鎧、兜、甲冑、刀、槍、鉄砲などの武具や装備はお金がかかります。
さらに戦うのは人間です。食料も必要です。
関ケ原前後の歴史とともに、どれだけのお金が動いたかを本書では緻密に検証しています。
関ケ原前夜
1598年に豊臣秀吉が亡くなり、1600年に関ケ原の戦いが起きるまで2年くらいの時間がありました。

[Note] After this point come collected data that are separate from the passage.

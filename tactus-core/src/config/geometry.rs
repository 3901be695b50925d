//! Render-space geometry
//!
//! Everything is expressed in a fixed virtual coordinate space; window
//! sizing, scaling, and letterboxing belong to the `RenderSurface`
//! implementor.

use tactus_protocol::{MATRIX_COLS, MATRIX_ROWS};

/// Virtual render space width
pub const VIRTUAL_WIDTH: f32 = 1600.0;

/// Virtual render space height
pub const VIRTUAL_HEIGHT: f32 = 350.0;

/// Padding around the dot grid, in virtual units
pub const PADDING: f32 = 50.0;

/// Maximum x reported by the touch surface
pub const TOUCH_X_MAX: f32 = 1600.0;

/// Maximum y reported by the touch surface
pub const TOUCH_Y_MAX: f32 = 350.0;

/// Map a touch x coordinate into render space
///
/// Linear map from [0, 1600] to [PADDING/2, VIRTUAL_WIDTH - PADDING/2].
pub fn map_touch_x(raw: u16) -> f32 {
    let span = VIRTUAL_WIDTH - PADDING;
    PADDING / 2.0 + f32::from(raw) / TOUCH_X_MAX * span
}

/// Map a touch y coordinate into render space
///
/// Linear map from [0, 350] to [PADDING/2, VIRTUAL_HEIGHT - PADDING/2].
pub fn map_touch_y(raw: u16) -> f32 {
    let span = VIRTUAL_HEIGHT - PADDING;
    PADDING / 2.0 + f32::from(raw) / TOUCH_Y_MAX * span
}

/// Whether a dot row is a non-physical gap
///
/// The surface is 4 braille rows of 4 dots each, separated by one blank
/// row: every 5th row is a gap.
pub fn is_gap_row(row: usize) -> bool {
    row % 5 == 4
}

/// Whether a dot column is a non-physical gap
///
/// 32 braille columns of 2 dots each, separated by one blank column:
/// every 3rd column is a gap.
pub fn is_gap_col(col: usize) -> bool {
    col % 3 == 2
}

/// Placement of the dot grid in render space
#[derive(Debug, Clone, Copy, PartialEq)]
#[cfg_attr(feature = "defmt", derive(defmt::Format))]
pub struct CellGeometry {
    /// Width of one dot cell
    pub cell_w: f32,
    /// Height of one dot cell
    pub cell_h: f32,
    /// x of the grid's top-left corner
    pub origin_x: f32,
    /// y of the grid's top-left corner
    pub origin_y: f32,
}

impl Default for CellGeometry {
    fn default() -> Self {
        Self::new()
    }
}

impl CellGeometry {
    /// Geometry for the fixed virtual space
    pub fn new() -> Self {
        Self {
            cell_w: (VIRTUAL_WIDTH - PADDING) / MATRIX_COLS as f32,
            cell_h: (VIRTUAL_HEIGHT - PADDING) / MATRIX_ROWS as f32,
            origin_x: PADDING / 2.0,
            origin_y: PADDING / 2.0,
        }
    }

    /// Top-left corner of one dot cell in render space
    pub fn cell_origin(&self, row: usize, col: usize) -> (f32, f32) {
        (
            self.origin_x + col as f32 * self.cell_w,
            self.origin_y + row as f32 * self.cell_h,
        )
    }
}

#[cfg(test)]
mod tests {
    use super::*;

    #[test]
    fn test_touch_x_endpoints() {
        assert_eq!(map_touch_x(0), 25.0);
        assert_eq!(map_touch_x(1600), 1575.0);
        assert_eq!(map_touch_x(800), 800.0);
    }

    #[test]
    fn test_touch_y_endpoints() {
        assert_eq!(map_touch_y(0), 25.0);
        assert_eq!(map_touch_y(350), 325.0);
        assert_eq!(map_touch_y(175), 175.0);
    }

    #[test]
    fn test_gap_rows() {
        let gaps: usize = (0..MATRIX_ROWS).filter(|&r| is_gap_row(r)).count();
        assert_eq!(gaps, 4);
        assert!(is_gap_row(4));
        assert!(is_gap_row(19));
        assert!(!is_gap_row(0));
        assert!(!is_gap_row(3));
    }

    #[test]
    fn test_gap_cols() {
        let gaps: usize = (0..MATRIX_COLS).filter(|&c| is_gap_col(c)).count();
        assert_eq!(gaps, 32);
        assert!(is_gap_col(2));
        assert!(is_gap_col(95));
        assert!(!is_gap_col(0));
        assert!(!is_gap_col(1));
    }

    #[test]
    fn test_cell_geometry() {
        let geometry = CellGeometry::new();
        assert_eq!(geometry.cell_h, 15.0);
        assert_eq!(geometry.origin_x, 25.0);
        assert_eq!(geometry.origin_y, 25.0);

        let (x, y) = geometry.cell_origin(0, 0);
        assert_eq!((x, y), (25.0, 25.0));

        let (x, y) = geometry.cell_origin(2, 0);
        assert_eq!((x, y), (25.0, 55.0));
    }
}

大河ドラマなどでも、このあたりは、わりとさーっと流されがちです。
しかし、実際、各大名のかけひき、動きがありました。
「「関ケ原」の決算書」では、この部分をていねいに解説してくれています。
この部分を読むだけでも、十分価値があります。
2023年の大河ドラマ「どうする家康」では、関ケ原前夜をどのように描かれるのでしょうか。家康が天下を取る戦いなのだから、そこに行きつくまではていねいに描いていただきたいです。
人たらしだけでなく、やっぱりすごい人
本書によると、戦国時代の戦は基本手弁当が基本だったようです。
大名の号令で武将たちは戦に動員されます。
戦には、武具や食料を運ぶために動員される非戦闘要員もいます。そういう人たちの食料は武将が自腹で支給していたそうです。
しかし、豊臣秀吉はちがいました。
戦に動員された武将たちは1日目から5日目は自腹、6日目以降は秀吉が出陣した武将・兵たちの食料を支給したのだそうです。
関ケ原の後
関ケ原の戦いで勝利をおさめた徳川家康は戦後処理を行います。
そこで、実際に戦闘には参加していない豊臣家の所領の一部に国奉行を置くことにより、実質的に自ら支配することとなりました。
そうやって豊臣家の財産を減らしていくようにしむけたのでした。
戦にはお金がかかる、つまり、お金があるかぎり、元天下人の家系である豊臣家が刃を向ける可能性もあると考えた家康はさすがです。